* [About this task]: A single number is the answer: the count of lines in these records with "MemberLedger" in them.

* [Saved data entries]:
>>>>
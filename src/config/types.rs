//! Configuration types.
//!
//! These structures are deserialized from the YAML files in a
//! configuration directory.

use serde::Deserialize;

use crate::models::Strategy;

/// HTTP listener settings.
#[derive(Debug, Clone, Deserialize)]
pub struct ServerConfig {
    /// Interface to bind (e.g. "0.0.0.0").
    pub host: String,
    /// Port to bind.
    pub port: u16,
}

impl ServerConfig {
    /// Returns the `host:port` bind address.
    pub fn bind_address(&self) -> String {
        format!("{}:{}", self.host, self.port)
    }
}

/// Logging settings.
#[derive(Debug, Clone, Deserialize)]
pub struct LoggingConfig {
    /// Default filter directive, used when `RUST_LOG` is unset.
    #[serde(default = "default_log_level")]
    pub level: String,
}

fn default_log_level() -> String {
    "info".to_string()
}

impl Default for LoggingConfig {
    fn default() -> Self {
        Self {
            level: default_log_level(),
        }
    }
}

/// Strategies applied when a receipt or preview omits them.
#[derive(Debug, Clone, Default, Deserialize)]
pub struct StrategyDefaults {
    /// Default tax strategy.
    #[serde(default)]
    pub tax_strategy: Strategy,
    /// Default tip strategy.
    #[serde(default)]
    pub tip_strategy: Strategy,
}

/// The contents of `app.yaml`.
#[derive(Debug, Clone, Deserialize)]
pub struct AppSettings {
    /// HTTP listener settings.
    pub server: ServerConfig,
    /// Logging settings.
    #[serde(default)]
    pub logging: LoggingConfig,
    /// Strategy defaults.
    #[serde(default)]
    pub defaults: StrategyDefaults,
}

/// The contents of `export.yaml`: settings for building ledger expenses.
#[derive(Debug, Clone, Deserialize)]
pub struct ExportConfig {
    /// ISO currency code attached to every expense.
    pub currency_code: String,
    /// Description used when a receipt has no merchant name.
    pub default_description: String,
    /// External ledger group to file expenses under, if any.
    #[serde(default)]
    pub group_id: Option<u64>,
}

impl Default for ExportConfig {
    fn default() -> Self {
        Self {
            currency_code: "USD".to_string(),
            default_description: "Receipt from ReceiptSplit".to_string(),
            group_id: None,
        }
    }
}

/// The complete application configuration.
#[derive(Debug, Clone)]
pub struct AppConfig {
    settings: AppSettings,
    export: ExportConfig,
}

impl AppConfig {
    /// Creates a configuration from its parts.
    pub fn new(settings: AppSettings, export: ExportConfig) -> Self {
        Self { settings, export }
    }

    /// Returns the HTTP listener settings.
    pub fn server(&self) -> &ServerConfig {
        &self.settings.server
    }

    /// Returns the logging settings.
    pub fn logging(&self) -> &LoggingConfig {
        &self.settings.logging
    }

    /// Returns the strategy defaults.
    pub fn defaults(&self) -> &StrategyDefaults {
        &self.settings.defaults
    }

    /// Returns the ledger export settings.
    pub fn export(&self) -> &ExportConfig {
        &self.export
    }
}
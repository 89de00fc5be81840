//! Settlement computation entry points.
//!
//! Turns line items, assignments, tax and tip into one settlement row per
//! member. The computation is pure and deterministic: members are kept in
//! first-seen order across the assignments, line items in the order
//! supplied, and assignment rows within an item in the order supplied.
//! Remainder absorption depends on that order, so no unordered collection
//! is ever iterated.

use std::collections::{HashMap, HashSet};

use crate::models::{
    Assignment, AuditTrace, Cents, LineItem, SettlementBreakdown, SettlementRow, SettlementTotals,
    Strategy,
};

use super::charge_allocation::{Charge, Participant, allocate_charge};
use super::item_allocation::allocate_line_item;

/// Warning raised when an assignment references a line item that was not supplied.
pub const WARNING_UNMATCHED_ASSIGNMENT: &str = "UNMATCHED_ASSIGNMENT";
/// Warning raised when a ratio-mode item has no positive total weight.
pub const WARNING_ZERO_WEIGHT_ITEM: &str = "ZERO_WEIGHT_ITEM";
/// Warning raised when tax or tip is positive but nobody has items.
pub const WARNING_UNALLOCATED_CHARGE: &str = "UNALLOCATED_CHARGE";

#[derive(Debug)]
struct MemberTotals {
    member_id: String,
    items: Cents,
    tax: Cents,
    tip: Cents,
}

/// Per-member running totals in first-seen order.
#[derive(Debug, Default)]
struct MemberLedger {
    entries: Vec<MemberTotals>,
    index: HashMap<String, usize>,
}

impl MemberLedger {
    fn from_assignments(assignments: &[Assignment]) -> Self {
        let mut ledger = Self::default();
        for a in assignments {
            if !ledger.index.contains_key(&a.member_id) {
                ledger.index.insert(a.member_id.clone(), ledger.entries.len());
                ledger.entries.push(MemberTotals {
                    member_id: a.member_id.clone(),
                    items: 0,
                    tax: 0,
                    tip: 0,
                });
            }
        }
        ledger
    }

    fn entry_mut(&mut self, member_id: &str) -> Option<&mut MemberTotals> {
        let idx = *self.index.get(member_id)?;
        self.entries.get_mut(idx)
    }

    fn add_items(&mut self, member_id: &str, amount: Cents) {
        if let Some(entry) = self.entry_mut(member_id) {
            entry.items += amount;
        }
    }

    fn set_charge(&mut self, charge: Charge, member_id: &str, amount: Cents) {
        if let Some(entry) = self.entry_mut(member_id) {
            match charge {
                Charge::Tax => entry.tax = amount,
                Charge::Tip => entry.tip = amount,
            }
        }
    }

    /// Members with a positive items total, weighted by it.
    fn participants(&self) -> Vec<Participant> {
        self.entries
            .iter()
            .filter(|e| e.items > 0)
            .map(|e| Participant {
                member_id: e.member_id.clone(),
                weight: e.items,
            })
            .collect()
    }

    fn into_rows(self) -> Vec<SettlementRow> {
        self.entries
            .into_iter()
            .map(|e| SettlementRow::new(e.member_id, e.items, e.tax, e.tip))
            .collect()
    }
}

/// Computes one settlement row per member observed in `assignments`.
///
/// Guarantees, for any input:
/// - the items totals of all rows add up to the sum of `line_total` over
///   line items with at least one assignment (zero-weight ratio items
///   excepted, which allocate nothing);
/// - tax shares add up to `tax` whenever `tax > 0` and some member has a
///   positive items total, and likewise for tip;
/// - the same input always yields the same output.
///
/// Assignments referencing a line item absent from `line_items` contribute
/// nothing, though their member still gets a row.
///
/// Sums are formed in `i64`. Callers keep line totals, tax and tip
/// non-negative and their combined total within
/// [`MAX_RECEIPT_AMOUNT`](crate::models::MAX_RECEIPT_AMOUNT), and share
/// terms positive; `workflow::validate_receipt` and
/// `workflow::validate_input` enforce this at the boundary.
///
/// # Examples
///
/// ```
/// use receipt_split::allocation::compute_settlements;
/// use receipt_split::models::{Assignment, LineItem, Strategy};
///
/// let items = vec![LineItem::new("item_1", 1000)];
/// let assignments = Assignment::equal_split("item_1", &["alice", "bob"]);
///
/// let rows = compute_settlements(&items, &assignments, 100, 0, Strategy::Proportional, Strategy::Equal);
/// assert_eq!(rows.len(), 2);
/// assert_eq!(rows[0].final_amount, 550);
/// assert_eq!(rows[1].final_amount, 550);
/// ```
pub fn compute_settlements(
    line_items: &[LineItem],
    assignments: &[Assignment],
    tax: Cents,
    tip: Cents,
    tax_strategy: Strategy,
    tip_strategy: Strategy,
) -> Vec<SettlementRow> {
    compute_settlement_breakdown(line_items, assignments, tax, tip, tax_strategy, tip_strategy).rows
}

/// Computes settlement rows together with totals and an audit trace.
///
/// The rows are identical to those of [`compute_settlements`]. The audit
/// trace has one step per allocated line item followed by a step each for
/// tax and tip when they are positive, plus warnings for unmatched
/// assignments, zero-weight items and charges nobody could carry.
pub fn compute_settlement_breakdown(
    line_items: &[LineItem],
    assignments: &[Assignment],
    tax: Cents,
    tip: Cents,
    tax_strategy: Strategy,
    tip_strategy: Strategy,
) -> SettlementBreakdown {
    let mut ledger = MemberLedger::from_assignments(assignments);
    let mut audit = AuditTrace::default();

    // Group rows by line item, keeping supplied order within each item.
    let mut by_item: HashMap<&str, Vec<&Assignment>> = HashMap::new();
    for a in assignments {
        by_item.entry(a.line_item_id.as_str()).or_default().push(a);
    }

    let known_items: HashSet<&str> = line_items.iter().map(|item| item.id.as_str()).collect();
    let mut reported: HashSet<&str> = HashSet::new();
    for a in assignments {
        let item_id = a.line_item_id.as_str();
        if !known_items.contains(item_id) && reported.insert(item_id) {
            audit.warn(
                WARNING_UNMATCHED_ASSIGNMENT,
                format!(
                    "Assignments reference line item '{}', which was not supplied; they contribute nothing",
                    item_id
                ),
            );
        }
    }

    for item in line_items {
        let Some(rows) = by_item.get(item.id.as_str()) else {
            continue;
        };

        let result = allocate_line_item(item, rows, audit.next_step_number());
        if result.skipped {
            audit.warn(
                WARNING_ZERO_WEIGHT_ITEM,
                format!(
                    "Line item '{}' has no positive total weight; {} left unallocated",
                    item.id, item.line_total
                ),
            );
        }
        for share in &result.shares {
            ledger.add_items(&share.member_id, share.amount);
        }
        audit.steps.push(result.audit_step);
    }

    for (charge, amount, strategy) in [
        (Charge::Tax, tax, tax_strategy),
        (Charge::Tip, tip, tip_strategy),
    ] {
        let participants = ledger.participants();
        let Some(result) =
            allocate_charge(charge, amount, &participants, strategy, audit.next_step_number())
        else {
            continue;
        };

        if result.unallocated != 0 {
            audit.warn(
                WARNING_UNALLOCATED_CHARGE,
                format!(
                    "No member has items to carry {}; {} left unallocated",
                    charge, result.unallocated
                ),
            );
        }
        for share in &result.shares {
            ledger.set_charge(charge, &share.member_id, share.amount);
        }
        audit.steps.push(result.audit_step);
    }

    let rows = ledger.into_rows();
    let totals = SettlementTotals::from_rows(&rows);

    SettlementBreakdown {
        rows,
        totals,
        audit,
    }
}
<<<<
* [Result of the exercise]: 3